Recorded information »
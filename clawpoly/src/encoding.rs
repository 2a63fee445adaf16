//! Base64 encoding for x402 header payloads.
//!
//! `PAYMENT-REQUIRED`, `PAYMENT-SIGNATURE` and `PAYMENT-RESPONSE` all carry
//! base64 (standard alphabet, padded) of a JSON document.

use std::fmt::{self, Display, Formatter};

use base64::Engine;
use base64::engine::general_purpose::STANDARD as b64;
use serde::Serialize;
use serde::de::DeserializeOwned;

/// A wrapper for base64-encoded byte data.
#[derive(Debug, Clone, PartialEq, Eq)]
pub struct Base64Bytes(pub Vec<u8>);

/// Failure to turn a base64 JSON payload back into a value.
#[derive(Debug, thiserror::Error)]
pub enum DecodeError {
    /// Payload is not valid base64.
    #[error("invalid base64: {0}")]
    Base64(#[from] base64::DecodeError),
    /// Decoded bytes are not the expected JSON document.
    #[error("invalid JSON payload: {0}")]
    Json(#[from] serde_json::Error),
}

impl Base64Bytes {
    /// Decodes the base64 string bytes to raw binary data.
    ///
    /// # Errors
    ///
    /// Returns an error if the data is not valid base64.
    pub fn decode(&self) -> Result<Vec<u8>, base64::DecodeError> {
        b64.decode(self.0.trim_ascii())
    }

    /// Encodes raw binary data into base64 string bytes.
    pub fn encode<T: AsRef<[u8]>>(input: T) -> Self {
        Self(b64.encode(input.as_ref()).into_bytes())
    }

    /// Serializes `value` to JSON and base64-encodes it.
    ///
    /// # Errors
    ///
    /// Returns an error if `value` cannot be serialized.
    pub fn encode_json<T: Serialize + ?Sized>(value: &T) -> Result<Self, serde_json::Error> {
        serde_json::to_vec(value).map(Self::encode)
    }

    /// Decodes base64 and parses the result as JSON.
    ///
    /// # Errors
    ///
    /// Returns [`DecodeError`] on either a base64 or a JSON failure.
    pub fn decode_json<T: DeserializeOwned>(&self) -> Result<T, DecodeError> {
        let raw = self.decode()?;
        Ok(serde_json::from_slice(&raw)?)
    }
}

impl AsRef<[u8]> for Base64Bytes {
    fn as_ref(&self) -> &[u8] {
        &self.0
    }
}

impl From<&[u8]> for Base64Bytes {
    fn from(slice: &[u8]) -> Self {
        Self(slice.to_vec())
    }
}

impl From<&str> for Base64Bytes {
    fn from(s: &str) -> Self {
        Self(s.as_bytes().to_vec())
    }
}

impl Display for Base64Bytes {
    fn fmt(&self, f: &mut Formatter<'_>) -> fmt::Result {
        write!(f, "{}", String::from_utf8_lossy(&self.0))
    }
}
--
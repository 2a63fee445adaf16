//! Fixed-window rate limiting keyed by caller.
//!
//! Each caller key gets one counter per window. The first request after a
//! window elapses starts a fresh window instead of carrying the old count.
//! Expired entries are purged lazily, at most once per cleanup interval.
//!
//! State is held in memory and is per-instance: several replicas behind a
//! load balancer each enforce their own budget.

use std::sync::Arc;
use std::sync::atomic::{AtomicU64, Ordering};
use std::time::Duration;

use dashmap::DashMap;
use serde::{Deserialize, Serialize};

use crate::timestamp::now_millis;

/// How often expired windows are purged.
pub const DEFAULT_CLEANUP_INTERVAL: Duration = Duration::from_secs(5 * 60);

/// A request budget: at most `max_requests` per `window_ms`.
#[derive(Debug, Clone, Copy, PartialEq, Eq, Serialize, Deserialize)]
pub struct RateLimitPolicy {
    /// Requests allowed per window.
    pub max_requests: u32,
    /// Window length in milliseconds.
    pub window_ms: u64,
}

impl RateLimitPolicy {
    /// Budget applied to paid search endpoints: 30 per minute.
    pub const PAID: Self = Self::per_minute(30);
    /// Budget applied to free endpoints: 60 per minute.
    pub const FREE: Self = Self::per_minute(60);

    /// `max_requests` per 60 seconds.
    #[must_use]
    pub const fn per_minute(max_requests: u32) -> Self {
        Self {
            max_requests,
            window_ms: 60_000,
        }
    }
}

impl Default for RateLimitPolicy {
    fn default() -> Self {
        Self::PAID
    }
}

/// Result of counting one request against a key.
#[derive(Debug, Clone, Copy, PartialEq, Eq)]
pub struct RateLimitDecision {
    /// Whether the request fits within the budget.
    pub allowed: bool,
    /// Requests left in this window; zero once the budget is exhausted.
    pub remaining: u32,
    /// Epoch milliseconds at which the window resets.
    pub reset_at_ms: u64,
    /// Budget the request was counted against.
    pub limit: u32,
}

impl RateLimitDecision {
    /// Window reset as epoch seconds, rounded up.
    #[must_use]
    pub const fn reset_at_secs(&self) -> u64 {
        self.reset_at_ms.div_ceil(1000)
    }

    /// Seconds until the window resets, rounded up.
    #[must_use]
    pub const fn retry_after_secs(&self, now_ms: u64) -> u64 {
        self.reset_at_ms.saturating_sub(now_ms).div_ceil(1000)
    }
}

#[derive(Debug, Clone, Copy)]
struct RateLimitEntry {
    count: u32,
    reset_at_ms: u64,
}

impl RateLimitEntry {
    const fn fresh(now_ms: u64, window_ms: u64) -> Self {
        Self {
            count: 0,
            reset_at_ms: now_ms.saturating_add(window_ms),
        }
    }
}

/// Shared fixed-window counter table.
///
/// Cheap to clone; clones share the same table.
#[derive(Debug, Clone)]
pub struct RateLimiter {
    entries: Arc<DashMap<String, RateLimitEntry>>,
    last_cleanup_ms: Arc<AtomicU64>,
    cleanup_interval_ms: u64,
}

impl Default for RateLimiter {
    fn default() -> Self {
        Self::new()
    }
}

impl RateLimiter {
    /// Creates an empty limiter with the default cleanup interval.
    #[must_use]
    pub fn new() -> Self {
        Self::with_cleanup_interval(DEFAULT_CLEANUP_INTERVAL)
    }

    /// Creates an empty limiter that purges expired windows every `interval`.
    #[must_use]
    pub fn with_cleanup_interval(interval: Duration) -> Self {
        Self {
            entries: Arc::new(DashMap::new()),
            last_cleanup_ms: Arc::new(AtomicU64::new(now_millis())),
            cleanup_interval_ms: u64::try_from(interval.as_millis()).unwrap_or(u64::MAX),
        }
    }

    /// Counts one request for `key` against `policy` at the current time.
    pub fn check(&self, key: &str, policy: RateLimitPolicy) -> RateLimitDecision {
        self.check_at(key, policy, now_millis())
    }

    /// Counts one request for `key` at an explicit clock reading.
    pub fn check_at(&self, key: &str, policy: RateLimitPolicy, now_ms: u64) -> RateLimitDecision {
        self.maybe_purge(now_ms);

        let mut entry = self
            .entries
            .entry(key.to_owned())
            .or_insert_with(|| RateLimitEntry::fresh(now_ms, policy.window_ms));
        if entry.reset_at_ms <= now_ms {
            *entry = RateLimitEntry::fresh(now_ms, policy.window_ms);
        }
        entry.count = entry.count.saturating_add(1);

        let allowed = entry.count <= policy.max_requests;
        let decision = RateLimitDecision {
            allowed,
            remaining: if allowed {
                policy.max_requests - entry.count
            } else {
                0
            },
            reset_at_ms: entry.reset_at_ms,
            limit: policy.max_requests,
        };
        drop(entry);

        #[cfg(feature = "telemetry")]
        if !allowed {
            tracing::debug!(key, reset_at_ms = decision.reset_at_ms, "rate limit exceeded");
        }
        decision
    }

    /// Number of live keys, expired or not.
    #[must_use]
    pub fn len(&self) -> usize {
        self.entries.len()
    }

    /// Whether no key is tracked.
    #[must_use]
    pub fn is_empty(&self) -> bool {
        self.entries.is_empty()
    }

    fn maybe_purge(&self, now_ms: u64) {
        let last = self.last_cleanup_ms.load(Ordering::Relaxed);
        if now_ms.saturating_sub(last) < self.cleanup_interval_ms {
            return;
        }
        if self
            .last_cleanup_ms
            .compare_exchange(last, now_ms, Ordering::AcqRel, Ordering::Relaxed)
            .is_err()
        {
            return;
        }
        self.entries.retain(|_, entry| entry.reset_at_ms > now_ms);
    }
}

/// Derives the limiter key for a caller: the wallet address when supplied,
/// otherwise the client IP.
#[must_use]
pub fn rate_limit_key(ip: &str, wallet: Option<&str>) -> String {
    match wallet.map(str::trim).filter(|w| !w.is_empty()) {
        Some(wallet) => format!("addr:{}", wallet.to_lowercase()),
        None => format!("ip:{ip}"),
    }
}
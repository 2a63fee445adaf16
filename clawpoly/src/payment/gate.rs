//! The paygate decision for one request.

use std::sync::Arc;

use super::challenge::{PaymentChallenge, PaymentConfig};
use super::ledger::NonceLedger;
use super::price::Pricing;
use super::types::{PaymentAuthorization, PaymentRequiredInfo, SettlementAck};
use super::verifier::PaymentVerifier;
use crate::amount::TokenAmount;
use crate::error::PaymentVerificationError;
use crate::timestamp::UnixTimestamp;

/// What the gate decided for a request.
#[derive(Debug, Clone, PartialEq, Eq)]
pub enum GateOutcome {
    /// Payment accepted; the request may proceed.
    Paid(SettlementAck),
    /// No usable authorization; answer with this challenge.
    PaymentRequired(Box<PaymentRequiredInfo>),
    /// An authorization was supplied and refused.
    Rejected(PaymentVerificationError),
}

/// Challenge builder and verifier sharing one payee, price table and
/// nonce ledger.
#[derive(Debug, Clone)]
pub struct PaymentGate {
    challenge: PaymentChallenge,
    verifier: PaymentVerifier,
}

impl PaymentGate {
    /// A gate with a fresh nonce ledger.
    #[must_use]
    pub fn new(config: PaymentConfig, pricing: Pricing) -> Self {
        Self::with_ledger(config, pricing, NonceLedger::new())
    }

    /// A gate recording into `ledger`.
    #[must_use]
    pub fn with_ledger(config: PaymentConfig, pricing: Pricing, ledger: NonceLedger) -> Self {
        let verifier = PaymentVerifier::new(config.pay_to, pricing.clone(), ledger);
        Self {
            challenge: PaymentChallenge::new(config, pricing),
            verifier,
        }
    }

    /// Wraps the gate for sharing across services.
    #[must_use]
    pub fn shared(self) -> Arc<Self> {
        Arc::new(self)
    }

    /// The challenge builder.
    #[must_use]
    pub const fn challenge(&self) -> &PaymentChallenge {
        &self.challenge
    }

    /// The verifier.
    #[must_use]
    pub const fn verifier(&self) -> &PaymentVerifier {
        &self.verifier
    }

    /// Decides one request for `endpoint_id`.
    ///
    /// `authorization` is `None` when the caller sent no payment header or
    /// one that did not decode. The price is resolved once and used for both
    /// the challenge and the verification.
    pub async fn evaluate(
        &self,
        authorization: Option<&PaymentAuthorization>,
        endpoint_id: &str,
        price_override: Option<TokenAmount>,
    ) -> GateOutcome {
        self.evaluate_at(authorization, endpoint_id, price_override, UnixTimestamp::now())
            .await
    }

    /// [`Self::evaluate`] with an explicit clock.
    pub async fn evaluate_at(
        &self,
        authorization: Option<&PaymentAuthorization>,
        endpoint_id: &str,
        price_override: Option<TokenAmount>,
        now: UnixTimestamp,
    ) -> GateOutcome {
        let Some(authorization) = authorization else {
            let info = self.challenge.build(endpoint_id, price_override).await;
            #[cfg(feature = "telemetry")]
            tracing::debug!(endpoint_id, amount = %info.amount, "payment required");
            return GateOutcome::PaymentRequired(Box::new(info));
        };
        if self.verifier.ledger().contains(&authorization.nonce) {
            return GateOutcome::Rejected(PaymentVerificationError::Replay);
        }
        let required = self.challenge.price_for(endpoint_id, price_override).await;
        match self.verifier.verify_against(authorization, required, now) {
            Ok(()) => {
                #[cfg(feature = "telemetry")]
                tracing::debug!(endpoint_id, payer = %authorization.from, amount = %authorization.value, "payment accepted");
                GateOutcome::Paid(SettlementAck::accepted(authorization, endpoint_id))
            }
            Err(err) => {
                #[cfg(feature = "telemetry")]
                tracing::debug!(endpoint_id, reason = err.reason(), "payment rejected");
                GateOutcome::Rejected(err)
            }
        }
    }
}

Problem to solve » Within the material above, the line with "filename clawpoly/src/encoding.rs" opens the range and the line with "pub fn encode_json<T: Serialize" closes it; reproduce that range word for word.

Answer section »
filename clawpoly/src/encoding.rs
repository 2a63fee445adaf16
//! Base64 encoding for x402 header payloads.
//!
//! `PAYMENT-REQUIRED`, `PAYMENT-SIGNATURE` and `PAYMENT-RESPONSE` all carry
//! base64 (standard alphabet, padded) of a JSON document.

use std::fmt::{self, Display, Formatter};

use base64::Engine;
use base64::engine::general_purpose::STANDARD as b64;
use serde::Serialize;
use serde::de::DeserializeOwned;

/// A wrapper for base64-encoded byte data.
#[derive(Debug, Clone, PartialEq, Eq)]
pub struct Base64Bytes(pub Vec<u8>);

/// Failure to turn a base64 JSON payload back into a value.
#[derive(Debug, thiserror::Error)]
pub enum DecodeError {
    /// Payload is not valid base64.
    #[error("invalid base64: {0}")]
    Base64(#[from] base64::DecodeError),
    /// Decoded bytes are not the expected JSON document.
    #[error("invalid JSON payload: {0}")]
    Json(#[from] serde_json::Error),
}

impl Base64Bytes {
    /// Decodes the base64 string bytes to raw binary data.
    ///
    /// # Errors
    ///
    /// Returns an error if the data is not valid base64.
    pub fn decode(&self) -> Result<Vec<u8>, base64::DecodeError> {
        b64.decode(self.0.trim_ascii())
    }

    /// Encodes raw binary data into base64 string bytes.
    pub fn encode<T: AsRef<[u8]>>(input: T) -> Self {
        Self(b64.encode(input.as_ref()).into_bytes())
    }

    /// Serializes `value` to JSON and base64-encodes it.
    ///
    /// # Errors
    ///
    /// Returns an error if `value` cannot be serialized.
    pub fn encode_json<T: Serialize + ?Sized>(value: &T) -> Result<Self, serde_json::Error> {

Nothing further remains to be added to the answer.